United States v. Grazino Baker

1 F.3d 596, 1993 U.S. App. LEXIS 20096, 1993 WL 289849
CourtCourt of Appeals for the Seventh Circuit
DecidedAugust 4, 1993
Docket92-3429
StatusPublished
Cited by20 cases

This text of 1 F.3d 596 (United States v. Grazino Baker) is published on Counsel Stack Legal Research, covering Court of Appeals for the Seventh Circuit primary law. Counsel Stack provides free access to over 12 million legal documents including statutes, case law, regulations, and constitutions.

Bluebook
United States v. Grazino Baker, 1 F.3d 596, 1993 U.S. App. LEXIS 20096, 1993 WL 289849 (7th Cir. 1993).

Opinion

FLAUM, Circuit Judge.

In early September, 1990, Keith Davis and Benjamin “Buster” Awousa flew from New York to St. Louis to meet with Grazino Baker. Awousa wanted to evaluate the possibility of distributing cocaine through Baker in *597 the St. Louis area. During this initial visit, Awousa obtained a CyberTel beeper for Baker. At Awousa’s behest, Davis returned to St. Louis a second time on September 29. He brought 10 to 14 ounces of cocaine along for Baker to distribute. Baker picked up Davis at the airport and drove him to the Drury Inn of Fairview Heights, Illinois, where Baker had reserved separate rooms on separate floors .for himself and Davis.

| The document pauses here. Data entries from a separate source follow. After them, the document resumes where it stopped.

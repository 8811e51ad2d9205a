pub mod canvas;
pub mod config;
pub mod font;
pub mod overlay;
pub mod pipeline;
pub mod players;
pub mod progress;

// Re-export commonly used items
pub use config::{parse_args, Command, MapperConfig};
pub use minemap_common::{MapperError, Result};
pub use pipeline::{run, RenderSummary};
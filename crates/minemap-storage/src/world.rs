use crate::backend::{retry_transient, StorageBackend};
use crate::legacy::LegacySectorBackend;
use crate::sectors2::SectorDirBackend;
use crate::sqlite::SqliteBackend;
use bytes::Bytes;
use minemap_common::{Result, SectorCoord, SlotCoord};
use minemap_logger::log::log;
use minemap_logger::severity::LogSeverity::Debug;
use std::path::Path;

/// The map blocks of one sector as held by the backend that owns it.
#[derive(Debug, Clone, PartialEq, Eq)]
pub struct SectorSlots {
    pub sector: SectorCoord,
    /// Index into [`WorldStorage::backends`].
    pub backend: usize,
    /// Vertical block indices, highest first.
    pub ys: Vec<i16>,
}

/// All storage layouts present in a world, in lookup priority order.
pub struct WorldStorage {
    backends: Vec<Box<dyn StorageBackend>>,
}

impl WorldStorage {
    /// Opens every layout present under `world`: `map.sqlite`, then `sectors`,
    /// then `sectors2`.
    pub fn open(world: &Path) -> Result<Self> {
        let mut backends: Vec<Box<dyn StorageBackend>> = Vec::new();
        if let Some(sqlite) = SqliteBackend::open(world)? {
            backends.push(Box::new(sqlite));
        }
        if let Some(legacy) = LegacySectorBackend::open(world) {
            backends.push(Box::new(legacy));
        }
        if let Some(sectors2) = SectorDirBackend::open(world) {
            backends.push(Box::new(sectors2));
        }
        for backend in &backends {
            log(format!("Found {} storage", backend.name()), Debug);
        }
        Ok(Self { backends })
    }

    pub fn from_backends(backends: Vec<Box<dyn StorageBackend>>) -> Self {
        Self { backends }
    }

    pub fn backends(&self) -> &[Box<dyn StorageBackend>] {
        &self.backends
    }

    /// Finds the first backend holding blocks for `sector`. Backends are never
    /// merged: a lower-priority layout is ignored once one has data.
    pub fn probe(&self, sector: SectorCoord) -> Result<Option<SectorSlots>> {
        for (index, backend) in self.backends.iter().enumerate() {
            let mut ys = retry_transient(backend.name(), || backend.list_slots(sector))?;
            if ys.is_empty() {
                continue;
            }
            ys.sort_unstable_by(|a, b| b.cmp(a));
            ys.dedup();
            return Ok(Some(SectorSlots {
                sector,
                backend: index,
                ys,
            }));
        }
        Ok(None)
    }

    pub fn fetch(&self, slots: &SectorSlots, y: i16) -> Result<Option<Bytes>> {
        let backend = &self.backends[slots.backend];
        let slot = SlotCoord::new(slots.sector, y);
        retry_transient(backend.name(), || backend.fetch(slot))
    }
}
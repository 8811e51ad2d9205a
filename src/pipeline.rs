use crate::canvas::{Canvas, MapBounds};
use crate::config::MapperConfig;
use crate::overlay::{draw_origin, draw_scale};
use crate::players::{draw_players, load_players};
use crate::progress::Progress;
use futures::future::join_all;
use minemap_common::{MapperError, Result, SectorCoord};
use minemap_logger::{log, LogSeverity::*};
use minemap_render::{composite_sector, HeightShader, Palette, WorldColumns};
use minemap_storage::{enumerate_sectors, WorldStorage};
use std::path::{Path, PathBuf};
use std::sync::Arc;
use tokio::sync::{Mutex, Semaphore};

const PALETTE_FILE: &str = "colors.txt";

/// What a finished run produced.
#[derive(Debug, Clone, PartialEq, Eq)]
pub struct RenderSummary {
    pub sectors: usize,
    pub columns: usize,
    pub pixels: usize,
    pub width: u32,
    pub height: u32,
}

/// Renders the world named by `config` to its output image.
pub async fn run(config: &MapperConfig) -> Result<RenderSummary> {
    let colors = config.colors()?;

    let palette_path = find_palette(config.colors.as_deref())?;
    let palette = Arc::new(Palette::load(&palette_path)?);
    log(
        format!("Loaded {} colours from {}", palette.len(), palette_path.display()),
        Debug,
    );

    let storage = Arc::new(WorldStorage::open(&config.input)?);
    let sectors = enumerate_sectors(&storage, &config.geometry)?;
    let bounds = MapBounds::from_sectors(&sectors).ok_or(MapperError::NoData)?;
    log(
        format!(
            "{} sectors, w={} h={}",
            sectors.len(),
            bounds.width(),
            bounds.height()
        ),
        Info,
    );

    let sector_count = sectors.len();
    let columns = composite_all(
        Arc::clone(&storage),
        Arc::clone(&palette),
        sectors,
        config.workers,
    )
    .await;

    log("Drawing image".to_owned(), Info);
    let mut canvas = Canvas::new(bounds, config.border(), colors.background);
    let shader = HeightShader::new(&palette, config.drawunderground);
    let shaded = shader.render(&columns);
    let mut progress = Progress::pixels(shaded.len());
    for &(x, z, color) in &shaded {
        progress.tick();
        canvas.put(x, z, color);
    }

    if config.draworigin {
        draw_origin(&mut canvas, colors.origin);
    }
    if config.drawscale {
        draw_scale(&mut canvas, colors.scale);
    }
    if config.drawplayers {
        match load_players(&config.input) {
            Ok(players) => draw_players(&mut canvas, &players, colors.player),
            Err(err) => log(format!("Failed to read players: {}", err), Warning),
        }
    }

    log(format!("Saving {}", config.output.display()), Info);
    canvas.save(&config.output)?;

    Ok(RenderSummary {
        sectors: sector_count,
        columns: columns.len(),
        pixels: shaded.len(),
        width: canvas.width(),
        height: canvas.height(),
    })
}

/// Composites every sector on the blocking pool, at most `workers` at a time.
/// A sector that fails is reported and left blank.
async fn composite_all(
    storage: Arc<WorldStorage>,
    palette: Arc<Palette>,
    sectors: Vec<SectorCoord>,
    workers: usize,
) -> WorldColumns {
    let semaphore = Arc::new(Semaphore::new(workers.max(1)));
    let columns = Arc::new(Mutex::new(WorldColumns::new()));
    let mut progress = Progress::sectors(sectors.len());
    let mut handles = Vec::with_capacity(sectors.len());

    for sector in sectors {
        progress.tick();
        let Ok(permit) = Arc::clone(&semaphore).acquire_owned().await else {
            break;
        };
        let storage = Arc::clone(&storage);
        let palette = Arc::clone(&palette);
        let columns = Arc::clone(&columns);
        handles.push(tokio::task::spawn_blocking(move || {
            let _permit = permit;
            match composite_sector(&storage, sector, &palette) {
                Ok(Some(records)) => columns.blocking_lock().merge(records),
                Ok(None) => log(
                    format!("sector {},{} has no blocks", sector.x, sector.z),
                    Debug,
                ),
                Err(err) => log(
                    format!("Failed to read sector {},{}: {}", sector.x, sector.z, err),
                    Error,
                ),
            }
        }));
    }

    for joined in join_all(handles).await {
        if let Err(err) = joined {
            log(format!("Sector task failed: {}", err), Error);
        }
    }

    match Arc::try_unwrap(columns) {
        Ok(columns) => columns.into_inner(),
        Err(shared) => {
            let mut guard = shared.lock().await;
            std::mem::take(&mut *guard)
        }
    }
}

/// Palette file to load: the one given, else `colors.txt` in the working
/// directory, else next to the executable.
pub fn find_palette(explicit: Option<&Path>) -> Result<PathBuf> {
    if let Some(path) = explicit {
        return Ok(path.to_path_buf());
    }

    let mut candidates = vec![PathBuf::from(PALETTE_FILE)];
    if let Some(dir) = std::env::current_exe()
        .ok()
        .and_then(|exe| exe.parent().map(Path::to_path_buf))
    {
        candidates.push(dir.join(PALETTE_FILE));
    }

    candidates
        .into_iter()
        .find(|path| path.is_file())
        .ok_or_else(|| MapperError::PaletteError(format!("{} not found", PALETTE_FILE)))
}
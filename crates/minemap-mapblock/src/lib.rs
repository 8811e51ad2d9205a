pub mod decode;
pub mod translation;

pub use decode::{decode, ChunkHeader, ContentGrid, DecodedBlock, BLOCK_SIZE};
pub use translation::legacy_translate;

Because Baker had lined up customers in advance, he and Davis began to weigh and prepare ounce packets of cocaine in Davis’s room at the Drury Inn. Baker also took drug orders by beeper during this period. Once three or four orders had been prepared, Baker left to deliver the cocaine. After Baker left, Davis hid the remaining cocaine in the air conditioning unit in his room. According to Davis, he was expected to return $1200 per ounce of cocaine to Awousa in New York. The following morning, Baker turned over approximately $3900 to Davis.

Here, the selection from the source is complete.